All of them love to travel and play music, but the band never would’ve come together if not for Wake’s long journey to Alaska.

Finding a home

Wake grew up in Ohio, leaving home at 18 to tour the country. After he “ran out of luck and money” in Oregon, he joined the Air Force and lived in Germany and North Carolina — serving one tour in the Middle East — before ending up at Elmendorf Air Force Base in 1993.

Wake bought the Butte property on which he currently lives the following year, essentially camping out until he could afford to build a house there.

“I felt at home when I first came to Alaska,” Wake said.

Not long later, he was told he’d soon be reassigned out of state, and potentially ordered to do a second tour in the Middle East. Wake appealed to his commander to let him stay in Alaska.

“He said, ‘well, if you don’t like it, turn in your green card and get out,’ so I did,” he said.

After 13 years of active duty with the Air Force, Wake stepped into the reserves with the Air Guard — which he “didn’t really wanna do either,” he said — in the hopes of making it to a 20-year retirement.

“It was good advice,” Wake said.

As a member of the Guard, he got a job as a temp technician, packing parachutes and loading airplanes for the servicemen and women who would need them in the field — a welcome respite from his experiences abroad.

“I basically came back from the desert war and I went through PTSD and kind of like, crumpled myself,” he said.

Making music

As the trauma of war became more distant and the memories began to fade, Wake picked up his guitar again, encouraging young Renard to do the same. Wake hadn’t played much since his return from overseas, but when his son picked up the viola as an elementary school student, he found himself back at it.

Around that time, Wake moved away to run a “one-man” airport in Galena, leaving Renard with his electric guitar.

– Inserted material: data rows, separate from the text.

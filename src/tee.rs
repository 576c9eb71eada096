//! Fan-out writer for serving and persisting a body at the same time
//!
//! Every chunk goes to the client body channel and, while it stays healthy,
//! to the cache file. A failing file is dropped and remembered; the client
//! keeps receiving bytes. A client that went away ends the copy.

use bytes::Bytes;
use futures::channel::mpsc;
use futures::SinkExt;
use hyper::body::Frame;
use std::io;
use tokio::fs::File;
use tokio::io::AsyncWriteExt;
use tracing::warn;

/// Sending half of a streamed client response body
pub type ClientSender = mpsc::Sender<io::Result<Frame<Bytes>>>;

/// Receiving half of a streamed client response body
pub type ClientReceiver = mpsc::Receiver<io::Result<Frame<Bytes>>>;

/// Number of chunks buffered between the copy task and the client connection
pub const CLIENT_CHANNEL_CAPACITY: usize = 16;

/// Create a client body channel
pub fn client_channel() -> (ClientSender, ClientReceiver) {
    mpsc::channel(CLIENT_CHANNEL_CAPACITY)
}

/// The client stopped reading the response
#[derive(Debug, Clone, Copy, PartialEq, Eq)]
pub struct ClientGone;

/// Result of a completed tee copy
#[derive(Debug)]
pub struct TeeSummary {
    /// Bytes delivered to the client
    pub bytes: u64,
    /// Whether every byte also reached the file and the file was flushed
    pub stored: Result<(), io::Error>,
}

/// Duplicates body chunks into the client channel and an optional file
pub struct TeeWriter<'a> {
    client: &'a mut ClientSender,
    file: Option<File>,
    store_error: Option<io::Error>,
    bytes: u64,
}

impl<'a> TeeWriter<'a> {
    /// Create a tee; `file` is `None` when the cache file could not be created
    pub fn new(client: &'a mut ClientSender, file: Option<File>) -> Self {
        let store_error = if file.is_none() {
            Some(io::Error::new(io::ErrorKind::Other, "no cache file"))
        } else {
            None
        };
        TeeWriter {
            client,
            file,
            store_error,
            bytes: 0,
        }
    }

    /// Write one chunk to both sinks
    pub async fn write(&mut self, chunk: Bytes) -> Result<(), ClientGone> {
        if let Some(file) = self.file.as_mut() {
            if let Err(e) = file.write_all(&chunk).await {
                warn!("Cache file write failed, continuing without caching: {}", e);
                self.store_error = Some(e);
                self.file = None;
            }
        }

        let len = chunk.len() as u64;
        self.client
            .send(Ok(Frame::data(chunk)))
            .await
            .map_err(|_| ClientGone)?;
        self.bytes += len;
        Ok(())
    }

    /// Abort the client response with an error
    ///
    /// The connection is reset instead of ending cleanly, so the client can
    /// tell a truncated body from a complete one.
    pub async fn abort(&mut self, err: io::Error) {
        self.file = None;
        let _ = self.client.send(Err(err)).await;
    }

    /// Flush the file and report what was delivered and stored
    pub async fn finish(mut self) -> TeeSummary {
        let stored = match (self.file.take(), self.store_error.take()) {
            (Some(mut file), None) => match file.flush().await {
                Ok(()) => file.sync_all().await,
                Err(e) => Err(e),
            },
            (_, Some(e)) => Err(e),
            (None, None) => Err(io::Error::new(io::ErrorKind::Other, "no cache file")),
        };

        TeeSummary {
            bytes: self.bytes,
            stored,
        }
    }
}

When Wake returned two years later, he was shocked to find that his son had gotten pretty good at playing guitar.

“And he just kept getting better,” Wake said.

When Wake finally retired from the military and Renard had graduated high school, they jumped into the music scene with both feet.

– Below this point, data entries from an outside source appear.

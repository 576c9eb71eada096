//! Caching proxy pipeline
//!
//! Each inbound request runs through:
//!
//! 1. loop check: a request carrying our own marker header is answered
//!    with `508 Loop Detected` and never proxied
//! 2. key derivation from scheme, host, path and user agent
//! 3. store lookup: a hit is read from disk and served
//! 4. on a miss, the upstream fetch; 404, 5xx and uncacheable responses
//!    are relayed, a cacheable `200` is streamed to the client and into
//!    the store at the same time
//!
//! Every request that passes the loop check counts as exactly one hit or
//! one miss.

use crate::cache_control::{declared_length, should_cache};
use crate::cache_key::RequestTarget;
use crate::error::TentaError;
use crate::metrics::TentaMetrics;
use crate::origin::{Origin, OriginResponse, LOOP_MARKER_HEADER, LOOP_MARKER_VALUE};
use crate::store::{CacheStore, WriteOutcome};
use crate::tee::client_channel;
use crate::timing_metrics::TimingMetrics;
use bytes::Bytes;
use futures::StreamExt;
use http::header::{HeaderName, HeaderValue, CONTENT_TYPE};
use http::request::Parts;
use http::{HeaderMap, Request, Response, StatusCode};
use http_body_util::combinators::UnsyncBoxBody;
use http_body_util::{BodyExt, Full, StreamBody};
use hyper::body::Frame;
use std::io;
use std::sync::Arc;
use std::time::Instant;
use tracing::{debug, error, info, warn};

/// Body type of every proxy response
pub type ProxyBody = UnsyncBoxBody<Bytes, io::Error>;

/// Body sent when a request loops back through the proxy
pub const LOOP_DETECTED_BODY: &str = "Proxy loop detected, aborting";

/// Body sent when the origin answers 404
pub const NOT_FOUND_BODY: &str = "404! Not Found";

/// Headers that describe a single connection and are never relayed
const HOP_BY_HOP: &[&str] = &[
    "connection",
    "keep-alive",
    "proxy-authenticate",
    "proxy-authorization",
    "proxy-connection",
    "te",
    "trailer",
    "transfer-encoding",
    "upgrade",
];

/// Per-request state
#[derive(Debug, Clone, PartialEq, Eq)]
pub struct RequestContext {
    /// Cache key derived from the request
    pub key: String,
    /// Upstream URL the request resolves to
    pub url: String,
    /// Client user agent, forwarded upstream
    pub user_agent: Option<String>,
    /// Whether the request was issued by this proxy
    pub loop_marker: bool,
}

impl RequestContext {
    /// Build the context for an inbound request
    pub fn from_parts(parts: &Parts) -> Self {
        let target = RequestTarget::from_parts(parts);
        let loop_marker = parts
            .headers
            .get(LOOP_MARKER_HEADER)
            .map(|v| v.as_bytes() == LOOP_MARKER_VALUE.as_bytes())
            .unwrap_or(false);

        RequestContext {
            key: target.cache_key(),
            url: target.url(),
            user_agent: target.user_agent.clone(),
            loop_marker,
        }
    }
}

/// The caching proxy
#[derive(Clone)]
pub struct CacheProxy {
    store: Arc<CacheStore>,
    metrics: Arc<TentaMetrics>,
    origin: Arc<dyn Origin>,
    timing: Option<Arc<TimingMetrics>>,
    max_object_size: u64,
}

impl CacheProxy {
    /// Create a proxy without an object size limit
    pub fn new(store: Arc<CacheStore>, metrics: Arc<TentaMetrics>, origin: Arc<dyn Origin>) -> Self {
        CacheProxy {
            store,
            metrics,
            origin,
            timing: None,
            max_object_size: u64::MAX,
        }
    }

    /// Relay bodies declared larger than `bytes` without storing them
    pub fn with_max_object_size(mut self, bytes: u64) -> Self {
        self.max_object_size = bytes;
        self
    }

    /// Record upstream fetch latency
    pub fn with_timing_metrics(mut self, timing: Arc<TimingMetrics>) -> Self {
        self.timing = Some(timing);
        self
    }

    /// Shared metrics collector
    pub fn metrics(&self) -> &TentaMetrics {
        &self.metrics
    }

    /// Underlying cache store
    pub fn store(&self) -> &CacheStore {
        &self.store
    }

    /// Handle one inbound request
    ///
    /// Never fails: every error is turned into a response.
    pub async fn handle<B>(&self, req: Request<B>) -> Response<ProxyBody> {
        let (parts, _) = req.into_parts();
        let ctx = RequestContext::from_parts(&parts);
        self.metrics.inc_requests();

        if ctx.loop_marker {
            warn!("Sending proxy loop detected for {}, aborting", ctx.url);
            self.metrics.inc_errors();
            return error_response(&TentaError::LoopDetected);
        }

        debug!("Request for {} ({})", ctx.key, ctx.url);

        match self.store.exists(&ctx.key).await {
            Ok(true) => {
                self.metrics.inc_hits();
                self.serve_hit(&ctx).await
            }
            Ok(false) => {
                debug!("Cache file {} not found", ctx.key);
                self.metrics.inc_misses();
                self.serve_miss(ctx).await
            }
            Err(e) => {
                error!("Error checking cache file {}: {}", ctx.key, e);
                self.metrics.inc_misses();
                self.metrics.inc_errors();
                error_response(&e)
            }
        }
    }

    async fn serve_hit(&self, ctx: &RequestContext) -> Response<ProxyBody> {
        match self.store.read(&ctx.key).await {
            Ok(data) => {
                info!("Cached file found: {} ({} bytes)", ctx.key, data.len());
                full_response(StatusCode::OK, data)
            }
            Err(e) => {
                error!("Error opening cache file {}: {}", ctx.key, e);
                self.metrics.inc_errors();
                error_response(&TentaError::StoreIoError(e.to_string()))
            }
        }
    }

    async fn serve_miss(&self, ctx: RequestContext) -> Response<ProxyBody> {
        let started = Instant::now();
        let fetched = self.origin.fetch(&ctx.url, ctx.user_agent.as_deref()).await;
        if let Some(timing) = &self.timing {
            timing.record_fetch(fetched.is_ok(), started.elapsed());
        }

        let upstream = match fetched {
            Ok(upstream) => upstream,
            Err(e) => {
                warn!("Error fetching {}: {}", ctx.url, e);
                self.metrics.inc_errors();
                return error_response(&e);
            }
        };

        let status = upstream.status;
        if status == StatusCode::NOT_FOUND
            || status == StatusCode::LOOP_DETECTED
            || status.is_server_error()
        {
            return match TentaError::from_upstream_status(status.as_u16(), ctx.url) {
                e @ TentaError::UpstreamNotFound(_) => {
                    debug!("{}", e);
                    self.metrics.inc_not_found();
                    error_response(&e)
                }
                e @ TentaError::LoopDetected => {
                    warn!("Received proxy loop detected, aborting");
                    self.metrics.inc_errors();
                    error_response(&e)
                }
                e => {
                    warn!("{}", e);
                    self.metrics.inc_server_errors();
                    relay_response(upstream)
                }
            };
        }

        if !should_cache(status, &upstream.headers) {
            return relay_response(upstream);
        }

        if let Some(len) = declared_length(&upstream.headers) {
            if len as u64 > self.max_object_size {
                debug!(
                    "Skipping cache: {} bytes exceeds max object size {}",
                    len, self.max_object_size
                );
                return relay_response(upstream);
            }
        }

        self.stream_into_store(ctx, upstream)
    }

    /// Answer with the upstream body while a background task tees it into the store
    ///
    /// The task holds the client channel open until the entry has been
    /// persisted and the gauges updated, so a client that reads the body to
    /// the end observes the finished entry.
    fn stream_into_store(&self, ctx: RequestContext, upstream: OriginResponse) -> Response<ProxyBody> {
        let OriginResponse {
            status,
            headers,
            body,
        } = upstream;
        let (mut tx, rx) = client_channel();
        let store = Arc::clone(&self.store);
        let metrics = Arc::clone(&self.metrics);

        tokio::spawn(async move {
            match store.write_streaming(&ctx.key, body, &mut tx).await {
                Ok(WriteOutcome::Stored(bytes)) => {
                    metrics.record_entry_added(bytes);
                    info!("Cached {} as {} ({} bytes)", ctx.url, ctx.key, bytes);
                }
                Ok(WriteOutcome::AlreadyStored(bytes)) => {
                    debug!("Served {} bytes of {}, entry already present", bytes, ctx.url);
                }
                Ok(WriteOutcome::NotStored { bytes, error }) => {
                    warn!("Error creating local file, sent {} bytes: {}", bytes, error);
                    metrics.inc_errors();
                }
                Err(TentaError::InternalError(reason)) => {
                    debug!("Stopped streaming {}: {}", ctx.url, reason);
                }
                Err(e) => {
                    warn!("Error writing data for {}: {}", ctx.url, e);
                    metrics.inc_errors();
                }
            }
            drop(tx);
        });

        let mut response = Response::new(StreamBody::new(rx).boxed_unsync());
        *response.status_mut() = status;
        copy_end_to_end_headers(&headers, response.headers_mut());
        response
    }
}

/// Relay an upstream response without touching the store
fn relay_response(upstream: OriginResponse) -> Response<ProxyBody> {
    let body = upstream.body.map(|chunk| chunk.map(Frame::data));
    let mut response = Response::new(StreamBody::new(body).boxed_unsync());
    *response.status_mut() = upstream.status;
    copy_end_to_end_headers(&upstream.headers, response.headers_mut());
    response
}

fn copy_end_to_end_headers(from: &HeaderMap, to: &mut HeaderMap) {
    for (name, value) in from {
        if !HOP_BY_HOP.contains(&name.as_str()) {
            to.append(name.clone(), value.clone());
        }
    }
}

fn full_response(status: StatusCode, data: Bytes) -> Response<ProxyBody> {
    let body = Full::new(data).map_err(|never| match never {}).boxed_unsync();
    let mut response = Response::new(body);
    *response.status_mut() = status;
    response
}

fn text_response(status: StatusCode, text: &str) -> Response<ProxyBody> {
    let mut response = full_response(status, Bytes::copy_from_slice(text.as_bytes()));
    response.headers_mut().insert(
        CONTENT_TYPE,
        HeaderValue::from_static("text/plain; charset=utf-8"),
    );
    response
}

/// Response sent to the client for a pipeline error
pub fn error_response(err: &TentaError) -> Response<ProxyBody> {
    let status = StatusCode::from_u16(err.to_http_status())
        .unwrap_or(StatusCode::INTERNAL_SERVER_ERROR);
    match err {
        TentaError::LoopDetected => text_response(status, LOOP_DETECTED_BODY),
        TentaError::UpstreamNotFound(_) => text_response(status, NOT_FOUND_BODY),
        TentaError::TransportError(_) | TentaError::Timeout(_) => {
            text_response(status, "Bad gateway: upstream unreachable")
        }
        _ => text_response(status, "Internal server error"),
    }
}

/// Name of the loop marker header as a typed header name
pub fn loop_marker_header() -> HeaderName {
    HeaderName::from_static(LOOP_MARKER_HEADER)
}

“We would play some, see if we could play for tips, and then it just kept snowballing,” Wake said.

Wake hit a run of bad luck with some flooding that fall and a harsh winter that froze his shop doors shut with all his equipment inside, but that just freed up more time for gigs with his son.

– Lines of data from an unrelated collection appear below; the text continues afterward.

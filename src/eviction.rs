//! Age-based eviction
//!
//! A background task wakes up on a cron schedule, lists the store and
//! deletes every entry older than the configured maximum age. Deletions take
//! no lock; a request reading an entry that is deleted under it sees a
//! not-found error like any other missing entry.

use crate::config::TentaConfig;
use crate::error::Result;
use crate::metrics::TentaMetrics;
use crate::store::CacheStore;
use crate::timing_metrics::TimingMetrics;
use chrono::{DateTime, Utc};
use std::sync::Arc;
use std::time::{Duration, Instant, SystemTime};
use tracing::{debug, error, info, warn};

/// Result of one eviction sweep
#[derive(Debug, Clone, Default, PartialEq, Eq)]
pub struct SweepReport {
    /// Entries examined
    pub scanned: usize,
    /// Entries removed
    pub evicted: usize,
    /// Bytes freed by the removed entries
    pub bytes_freed: u64,
    /// Expired entries that could not be removed
    pub failures: usize,
}

/// Periodic eviction of expired entries
pub struct EvictionScheduler {
    store: Arc<CacheStore>,
    metrics: Arc<TentaMetrics>,
    timing: Option<Arc<TimingMetrics>>,
    max_age: Duration,
    schedule: cron::Schedule,
}

impl EvictionScheduler {
    pub fn new(
        store: Arc<CacheStore>,
        metrics: Arc<TentaMetrics>,
        max_age: Duration,
        schedule: cron::Schedule,
    ) -> Self {
        EvictionScheduler {
            store,
            metrics,
            timing: None,
            max_age,
            schedule,
        }
    }

    /// Build the scheduler from configuration
    ///
    /// Returns `None` when eviction is disabled (`max_cache_age_hours: 0`).
    pub fn from_config(
        config: &TentaConfig,
        store: Arc<CacheStore>,
        metrics: Arc<TentaMetrics>,
    ) -> Result<Option<Self>> {
        let max_age = match config.max_cache_age() {
            Some(age) => age,
            None => return Ok(None),
        };
        Ok(Some(Self::new(store, metrics, max_age, config.schedule()?)))
    }

    /// Record sweep durations and eviction counts
    pub fn with_timing_metrics(mut self, timing: Arc<TimingMetrics>) -> Self {
        self.timing = Some(timing);
        self
    }

    /// Maximum entry age
    pub fn max_age(&self) -> Duration {
        self.max_age
    }

    /// Next time the sweep fires after `after`
    pub fn next_run(&self, after: DateTime<Utc>) -> Option<DateTime<Utc>> {
        self.schedule.after(&after).next()
    }

    /// Run one sweep now
    pub async fn sweep(&self) -> Result<SweepReport> {
        self.sweep_at(SystemTime::now()).await
    }

    /// Run one sweep treating `now` as the current time
    ///
    /// An entry is expired when `now - modified_at` exceeds the maximum age.
    /// Entries that already vanished are skipped silently; other deletion
    /// failures are logged and counted without stopping the sweep.
    pub async fn sweep_at(&self, now: SystemTime) -> Result<SweepReport> {
        let started = Instant::now();
        let entries = self.store.list().await?;
        let mut report = SweepReport {
            scanned: entries.len(),
            ..SweepReport::default()
        };

        for entry in entries {
            let age = match now.duration_since(entry.modified_at) {
                Ok(age) => age,
                Err(_) => continue, // modified in the future
            };
            if age <= self.max_age {
                continue;
            }

            debug!("Evicting {} (age {}s)", entry.key, age.as_secs());
            match self.store.delete(&entry.key).await {
                Ok(freed) => {
                    self.metrics.record_entry_removed(freed);
                    report.evicted += 1;
                    report.bytes_freed += freed;
                }
                Err(e) if e.is_not_found() => {
                    debug!("Cache file {} already gone", entry.key);
                }
                Err(e) => {
                    warn!("Failed to evict {}: {}", entry.key, e);
                    report.failures += 1;
                }
            }
        }

        if let Some(timing) = &self.timing {
            timing.record_sweep(report.evicted, report.failures, started.elapsed());
        }
        Ok(report)
    }

    /// Spawn the recurring sweep task
    pub fn spawn(self) -> tokio::task::JoinHandle<()> {
        tokio::spawn(async move {
            info!(
                "Eviction enabled: max age {}h, schedule '{}'",
                self.max_age.as_secs() / 3600,
                self.schedule
            );

            loop {
                let now = Utc::now();
                let next = match self.next_run(now) {
                    Some(next) => next,
                    None => {
                        warn!("Eviction schedule has no upcoming runs, stopping");
                        return;
                    }
                };
                let wait = (next - now).to_std().unwrap_or(Duration::ZERO);
                debug!("Next eviction sweep at {}", next);
                tokio::time::sleep(wait).await;

                info!("Starting cache eviction sweep");
                match self.sweep().await {
                    Ok(report) => info!(
                        "Eviction sweep completed: scanned={}, evicted={}, freed={} bytes, failures={}",
                        report.scanned, report.evicted, report.bytes_freed, report.failures
                    ),
                    Err(e) => error!("Eviction sweep failed: {}", e),
                }
            }
        })
    }
}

“You’ve gotta play a lot to get a lot,” Wake said.

The next year, Renard got a job on the North Slope and the music production slowed immensely. However, when his half-brother moved up from North Carolina, it picked right up again.

The Wakes did a few performances together, and when Renard returned, they were a three-man band.

“They hit it off good, they hit it off good musically as well,” Pat Wake said.

Putting it together

Though Daniel Wake’s skill with the “danjo” — a banjo missing the fifth string and tuned to Wake’s liking — was a great complement to his father and half-brother’s guitar and vocals, Pat Wake said, his frequent unavailability means he comes on more as a guest musician than a fixture when it comes to performing.

LaRose, however, has found a more consistent place in the family band.

LaRose said she found No Wake on Craigslist, answering a call for bass players for an open mic night. She said she’d played in an all-girls band in high school years ago, but hadn’t found something that clicked since then.

Until she read the ad.

“Sometimes somebody’s words stand out for you personally … and you get a sense of the person. I saw that in Pat’s advertisement and said, ‘That’s not just another musician,’” LaRose said.

LaRose had actually played with Pat Wake before Daniel Wake arrived, but is wasn’t until recently that they all got together.

“Even if I think about trying an open mic (with another band), I always look forward to whatever we’re gonna do together,” she said.

Credits

In addition to Pat Wake, Renard and LaRose, Doug Schutte and Cameron Cartland are featured on “Wind in My Sail” on banjo and drums, respectively.

The album cover was designed by Pat’s sister-in-law, Colleen Wake, and Kurt Riemann at Surreal Studios in Anchorage did the recording.

No Wake is slated to perform at The Hitchin’ Post at the Alaska State Fair on Tuesday, Aug. 30 at 2:30 p.m. The concert is free with fair admission.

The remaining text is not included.